We welcome The Treasurer’s announcement today and we feel the proposed reforms represent a step forward in ensuring Australians not only save for retirement but also have access to the tools and products they need to make the most of their super.
As your association we look forward to working with government to ensure the proposals are functional and that they make a difference to members’ outcomes.
ASFA has been the voice of super, your peak association for 62 years. I am very proud to be able to lead this organisation that plays such a key role to bring you insight, research, professional development and to be your advocates, with policy makers and with regulators when changes are proposed, and to lead and coordinate efforts for you when you as a sector identify that changes are required.
That’s how, nearly a year ago now we came to work on the uplift required in death benefit payment processes. You identified using the data points that you have and seeing the rising consumer sentiment determined that you would focus on improvements. We were please to lead this work and to release a common set of standards on death benefit payments this September. These standards represent a change in process that I am confident will deliver better outcomes for those who have lost a loved one.
This work is crucial. We know we can do better. We’re on it.
As you know, the payment of death benefits is never straight-forward. Without delving too much into the technical detail, you all know this often involves multiple parties, two decisions, contested positions and inconsistent state and territory laws. Executing your role as trustees is the paramount objective.
You must find the balance between speed and accuracy, we know we can do a better job of explaining this to members, we can do a better job of helping beneficiaries and we can work towards policy settings conducive to the uplift.
This work is necessary but it is complicated and it takes time.
That’s why we shouldn’t distracted by sensationalist headlines because it’s unfair to suggest, as recent press would have us believe, that improving the death benefit process has not been the focus of our collective efforts.

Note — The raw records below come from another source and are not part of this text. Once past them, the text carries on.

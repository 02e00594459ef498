//! Material simulation data for Powder
//!
//! This crate provides the foundational data types for the simulation:
//! - Material definitions (MaterialId, MaterialDef, Materials)
//! - States of matter (MaterialType)
//! - Particle type and lifetime constants

mod materials;
mod particle;

pub use materials::{MaterialDef, MaterialId, MaterialType, Materials};
pub use particle::{FIRE_LIFE, INFINITE_LIFE, Particle, SMOKE_LIFE, STEAM_LIFE};
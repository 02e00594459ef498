//! PNG snapshots of a running world

use anyhow::{Context, Result};
use std::path::Path;

use crate::headless::PixelRenderer;
use powder_core::world::SimulationContext;

/// Render the last completed tick and write it to `path`
pub fn save_snapshot(
    context: &SimulationContext,
    scale: u32,
    path: impl AsRef<Path>,
) -> Result<()> {
    let path = path.as_ref();
    let config = context.config();

    let mut renderer = PixelRenderer::new(
        config.width as usize,
        config.height as usize,
        scale as usize,
    );
    renderer.render(context.render_commands(), context.materials());

    if let Some(parent) = path.parent()
        && !parent.as_os_str().is_empty()
    {
        std::fs::create_dir_all(parent)
            .with_context(|| format!("Failed to create {}", parent.display()))?;
    }

    save_buffer_as_png(&renderer.buffer, renderer.width, renderer.height, path)
        .with_context(|| format!("Failed to write snapshot to {}", path.display()))?;
    log::info!(
        "Saved {}x{} snapshot to {}",
        renderer.width,
        renderer.height,
        path.display()
    );
    Ok(())
}

fn save_buffer_as_png(
    buffer: &[u8],
    width: usize,
    height: usize,
    path: impl AsRef<Path>,
) -> Result<()> {
    use image::{ImageBuffer, Rgba};

    let img: ImageBuffer<Rgba<u8>, _> =
        ImageBuffer::from_raw(width as u32, height as u32, buffer.to_vec())
            .ok_or_else(|| anyhow::anyhow!("Failed to create image buffer"))?;

    img.save(path)?;
    Ok(())
}
//! CPU-based pixel buffer renderer for headless snapshots
//!
//! Draws render commands into an RGBA buffer without GPU dependencies.

use powder_core::render::RenderCmd;
use powder_core::simulation::{MaterialId, Materials};

/// Background for empty cells
const BACKGROUND: [u8; 4] = [0, 0, 0, 255];

/// CPU-based renderer that outputs to a pixel buffer
pub struct PixelRenderer {
    /// Width of the image in pixels
    pub width: usize,
    /// Height of the image in pixels
    pub height: usize,
    /// Screen pixels per world cell
    pub scale: usize,
    /// RGBA pixel buffer (4 bytes per pixel)
    pub buffer: Vec<u8>,
}

impl PixelRenderer {
    /// Renderer for a world of `world_width` x `world_height` cells
    pub fn new(world_width: usize, world_height: usize, scale: usize) -> Self {
        let scale = scale.max(1);
        let width = world_width * scale;
        let height = world_height * scale;
        Self {
            width,
            height,
            scale,
            buffer: vec![0u8; width * height * 4],
        }
    }

    /// Clear to the background and draw every command
    pub fn render(&mut self, commands: &[RenderCmd], materials: &Materials) {
        for pixel in self.buffer.chunks_exact_mut(4) {
            pixel.copy_from_slice(&BACKGROUND);
        }

        for cmd in commands {
            let id = u8::try_from(cmd.material_id)
                .ok()
                .and_then(MaterialId::from_index);
            let color = match id {
                Some(id) => materials.get_color(id),
                None => {
                    log::error!("render command with unknown material {}", cmd.material_id);
                    continue;
                }
            };
            self.fill_cell(cmd.x, cmd.y, color);
        }
    }

    /// Paint one world cell; cells outside the image are skipped
    fn fill_cell(&mut self, x: i32, y: i32, color: [u8; 4]) {
        let cells_wide = (self.width / self.scale) as i32;
        let cells_high = (self.height / self.scale) as i32;
        if x < 0 || y < 0 || x >= cells_wide || y >= cells_high {
            return;
        }

        // Flip Y for screen coordinates (world Y increases upward)
        let top = (cells_high - 1 - y) as usize * self.scale;
        let left = x as usize * self.scale;
        for py in top..top + self.scale {
            for px in left..left + self.scale {
                let idx = (py * self.width + px) * 4;
                self.buffer[idx..idx + 4].copy_from_slice(&color);
            }
        }
    }

    /// Color of the screen pixel at (`x`, `y`), top-left origin
    pub fn pixel(&self, x: usize, y: usize) -> Option<[u8; 4]> {
        if x >= self.width || y >= self.height {
            return None;
        }
        let idx = (y * self.width + x) * 4;
        let mut color = [0; 4];
        color.copy_from_slice(&self.buffer[idx..idx + 4]);
        Some(color)
    }
}
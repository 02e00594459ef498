//! Update engine - evaluates every particle against the frozen snapshot
//!
//! Particles are split into fixed-size chunks. Each chunk gets its own RNG
//! stream and its own mutation log shard, and shards are joined in chunk
//! order, so parallel and sequential evaluation produce identical logs.

use rayon::prelude::*;

use crate::simulation::{Materials, Particle};
use crate::world::WorldRng;
use crate::world::ca_update::CellularAutomataUpdater;
use crate::world::chemistry_system::ChemistrySystem;
use crate::world::mutation_log::MutationLog;
use crate::world::neighbor_queries::Neighborhood;
use crate::world::rng_trait::chunk_rng;
use crate::world::spatial_index::SpatialIndex;
use crate::world::world_config::WorldConfig;

/// Particles evaluated per work unit
pub const CHUNK_LEN: usize = 64;

/// Read-only state shared by every chunk in a tick
#[derive(Clone, Copy)]
pub struct TickInput<'a> {
    pub particles: &'a [Particle],
    pub index: &'a SpatialIndex,
    pub materials: &'a Materials,
    pub config: &'a WorldConfig,
    pub tick: u64,
}

#[derive(Clone, Copy, Debug, Default, PartialEq, Eq)]
pub struct EvaluationSummary {
    /// Reactions scheduled by the chemistry rules
    pub reactions: usize,
}

pub struct UpdateEngine;

impl UpdateEngine {
    /// Evaluate every particle, appending the resulting mutations to `log`
    pub fn evaluate(input: TickInput<'_>, log: &mut MutationLog) -> EvaluationSummary {
        let shards: Vec<(MutationLog, usize)> = if input.config.parallel {
            input
                .particles
                .par_chunks(CHUNK_LEN)
                .enumerate()
                .map(|(chunk, _)| Self::evaluate_chunk(input, chunk))
                .collect()
        } else {
            input
                .particles
                .chunks(CHUNK_LEN)
                .enumerate()
                .map(|(chunk, _)| Self::evaluate_chunk(input, chunk))
                .collect()
        };

        let mut summary = EvaluationSummary::default();
        for (mut shard, reactions) in shards {
            log.append(&mut shard);
            summary.reactions += reactions;
        }
        summary
    }

    /// Evaluate one chunk into a fresh shard
    pub fn evaluate_chunk(input: TickInput<'_>, chunk: usize) -> (MutationLog, usize) {
        let start = chunk * CHUNK_LEN;
        let end = (start + CHUNK_LEN).min(input.particles.len());

        let mut rng = chunk_rng(input.config.seed, input.tick, chunk);
        let mut shard = MutationLog::with_capacity(end.saturating_sub(start));
        let mut reactions = 0;

        for index in start..end {
            reactions += Self::update_particle(input, index, &mut shard, &mut rng);
        }
        (shard, reactions)
    }

    /// Advance one particle by a single step
    ///
    /// Returns the number of reactions it scheduled.
    pub fn update_particle<R: WorldRng>(
        input: TickInput<'_>,
        index: usize,
        log: &mut MutationLog,
        rng: &mut R,
    ) -> usize {
        let particle = input.particles[index];

        if particle.is_expired() || !input.config.contains(particle.coord) {
            log.destroy(index);
            return 0;
        }

        let life = particle.aged_life();
        let material = input.materials.get(particle.material);
        let mut hood = Neighborhood::new(input.index, input.config, particle.coord);

        let coord = match CellularAutomataUpdater::step(material.material_type, &mut hood, rng) {
            Some(dir) => hood.coord(dir),
            None => particle.coord,
        };

        let reactions = ChemistrySystem::react(
            index,
            input.particles,
            &mut hood,
            input.materials,
            log,
            rng,
        );

        if coord != particle.coord || life != particle.life {
            log.overwrite(index, coord, life);
        }
        reactions
    }
}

We welcome scrutiny and regulatory efforts to assist us in improving outcomes for members, but let’s guard against unnecessarily undermining faith in superannuation system, which as we know consistently delivers every day for millions of Australians.
I particularly welcome the Treasurer’s announcement for an improved ASIC Moneysmart website to help educate Australians about how to best build dignity in retirement with super and what to expect of funds, and other parties like insurers. Funds have really done a lot of heavy lifting through efforts like broad marketing campaigns through to targeted member sessions educating members on the operation of super, there is a broader role for ASIC to play, this can help to accurately set community expectations on complex matters such as death benefit payments.
We look forward to this collaborative effort between ASIC and the funds to help Australians feel confident. We know our job is to execute the improvements we have identified because the work will deliver results and we know Australians deserve these improvements.
There is an enormous amount of work you all do everyday so very well.
There are over 22 million member accounts that you all collectively look after. In any year you will answer well over 5 million phone calls from your members, answer over 1.7 million emails, process over 500,000 investment switches, convert nearly 167,000 accumulation accounts to pension phase, process nearly 50,000 insurance claims and so on and so on.
And you build wealth for the masses. The average 10-year return for a default MySuper product is 7.3%. Many funds have produced higher. Australian retirees are enjoying a greater standard of living than their parents, and this will only improve.
Superannuation is saving the federal budget $20 billion a year in age pension payments, and this will increase to $30 billion a year in real terms.
And then there are less quoted benefits, think of the efficient creation of wealth for those previously not served by standard solutions
The economy-wide stabilisaton effects as funds provide patient capital to act as a ballast in stormy waters lending or investing where others may not.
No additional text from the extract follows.